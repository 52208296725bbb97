//! Tests for the error system.

use jobblog::auth::RefreshError;
use jobblog::client::{ApiError, TransportError};
use jobblog::error::unified::*;
use jobblog::error::*;
use reqwest::StatusCode;

fn status(code: StatusCode) -> JobBlogError {
    JobBlogError::Api(ApiError::Status {
        status: code,
        body: "body".to_string(),
    })
}

#[test]
fn status_error_display_carries_code_and_body() {
    assert_eq!(
        status(StatusCode::NOT_FOUND).to_string(),
        "API error (status 404 Not Found): body"
    );
}

#[test]
fn error_helper_mappings_are_stable_for_major_variants() {
    struct Case {
        error: JobBlogError,
        expected_category: ErrorCategory,
        expected_recovery: RecoverySuggestion,
    }

    let serde_error = serde_json::from_str::<serde_json::Value>("{not-json}").unwrap_err();
    let io_error = std::io::Error::new(std::io::ErrorKind::Other, "disk");

    let cases = vec![
        Case {
            error: JobBlogError::NotSignedIn,
            expected_category: ErrorCategory::Authentication,
            expected_recovery: RecoverySuggestion::SignInAgain,
        },
        Case {
            error: RefreshError::Rejected {
                status: StatusCode::UNAUTHORIZED,
            }
            .into(),
            expected_category: ErrorCategory::Authentication,
            expected_recovery: RecoverySuggestion::SignInAgain,
        },
        Case {
            error: status(StatusCode::UNAUTHORIZED),
            expected_category: ErrorCategory::Authentication,
            expected_recovery: RecoverySuggestion::SignInAgain,
        },
        Case {
            error: status(StatusCode::BAD_GATEWAY),
            expected_category: ErrorCategory::Server,
            expected_recovery: RecoverySuggestion::RetryLater,
        },
        Case {
            error: status(StatusCode::CONFLICT),
            expected_category: ErrorCategory::Api,
            expected_recovery: RecoverySuggestion::ContactSupport,
        },
        Case {
            error: TransportError::Other("reset".to_string()).into(),
            expected_category: ErrorCategory::Network,
            expected_recovery: RecoverySuggestion::RetryLater,
        },
        Case {
            error: ApiError::InvalidAttachment("too big".to_string()).into(),
            expected_category: ErrorCategory::Validation,
            expected_recovery: RecoverySuggestion::FixInput,
        },
        Case {
            error: JobBlogError::Configuration("bad-config".to_string()),
            expected_category: ErrorCategory::Configuration,
            expected_recovery: RecoverySuggestion::CheckConfiguration,
        },
        Case {
            error: JobBlogError::Serialization(serde_error),
            expected_category: ErrorCategory::Serialization,
            expected_recovery: RecoverySuggestion::ContactSupport,
        },
        Case {
            error: JobBlogError::Io(io_error),
            expected_category: ErrorCategory::Unknown,
            expected_recovery: RecoverySuggestion::ContactSupport,
        },
    ];

    for case in cases {
        assert_eq!(case.error.category(), case.expected_category, "{}", case.error);
        assert_eq!(
            case.error.recovery_suggestion(),
            case.expected_recovery,
            "{}",
            case.error
        );
    }
}

#[test]
fn transport_errors_are_transparent_through_api_error() {
    let err: JobBlogError = TransportError::InvalidUrl("nope".to_string()).into();
    assert_eq!(err.to_string(), "Invalid URL: nope");
}
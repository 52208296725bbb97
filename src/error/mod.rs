//! Error types for the JobBlog client.

pub mod unified;

pub use unified::{ErrorCategory, RecoverySuggestion};

use reqwest::StatusCode;
use thiserror::Error;

use crate::auth::RefreshError;
use crate::client::{ApiError, TransportError};

/// Primary error type for crate-level operations (CLI handlers, bootstrapping).
#[derive(Error, Debug)]
pub enum JobBlogError {
    #[error("Configuration error: {0}")]
    Configuration(String),

    #[error(transparent)]
    Api(#[from] ApiError),

    #[error("Session refresh failed: {0}")]
    Refresh(#[from] RefreshError),

    #[error("IO error: {0}")]
    Io(#[from] std::io::Error),

    #[error("Serialization error: {0}")]
    Serialization(#[from] serde_json::Error),

    #[error("Not signed in")]
    NotSignedIn,

    #[error("Invalid argument: {0}")]
    InvalidArgument(String),
}

impl From<TransportError> for JobBlogError {
    fn from(error: TransportError) -> Self {
        Self::Api(ApiError::Transport(error))
    }
}

impl JobBlogError {
    /// Classify this error into a category.
    pub fn category(&self) -> ErrorCategory {
        match self {
            Self::NotSignedIn | Self::Refresh(_) => ErrorCategory::Authentication,
            Self::Configuration(_) => ErrorCategory::Configuration,
            Self::Serialization(_) => ErrorCategory::Serialization,
            Self::InvalidArgument(_) => ErrorCategory::Validation,
            Self::Io(_) => ErrorCategory::Unknown,
            Self::Api(api) => match api {
                ApiError::Transport(_) => ErrorCategory::Network,
                ApiError::Decode(_) => ErrorCategory::Serialization,
                ApiError::InvalidAttachment(_) | ApiError::InvalidRequest(_) => {
                    ErrorCategory::Validation
                }
                ApiError::Status { status, .. } => match *status {
                    StatusCode::UNAUTHORIZED | StatusCode::FORBIDDEN => {
                        ErrorCategory::Authentication
                    }
                    s if s.is_server_error() => ErrorCategory::Server,
                    _ => ErrorCategory::Api,
                },
            },
        }
    }

    /// Suggest recovery actions.
    pub fn recovery_suggestion(&self) -> RecoverySuggestion {
        match self.category() {
            ErrorCategory::Authentication => RecoverySuggestion::SignInAgain,
            ErrorCategory::Network | ErrorCategory::Server => RecoverySuggestion::RetryLater,
            ErrorCategory::Configuration => RecoverySuggestion::CheckConfiguration,
            ErrorCategory::Validation => RecoverySuggestion::FixInput,
            _ => RecoverySuggestion::ContactSupport,
        }
    }
}

/// Convenience alias.
pub type Result<T> = std::result::Result<T, JobBlogError>;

_Work instructions_.
Copy out every line in the records where the word "InvalidAttachment" is found.

_Task answer_.
            error: ApiError::InvalidAttachment("too big".to_string()).into(),
                ApiError::InvalidAttachment(_) | ApiError::InvalidRequest(_) => {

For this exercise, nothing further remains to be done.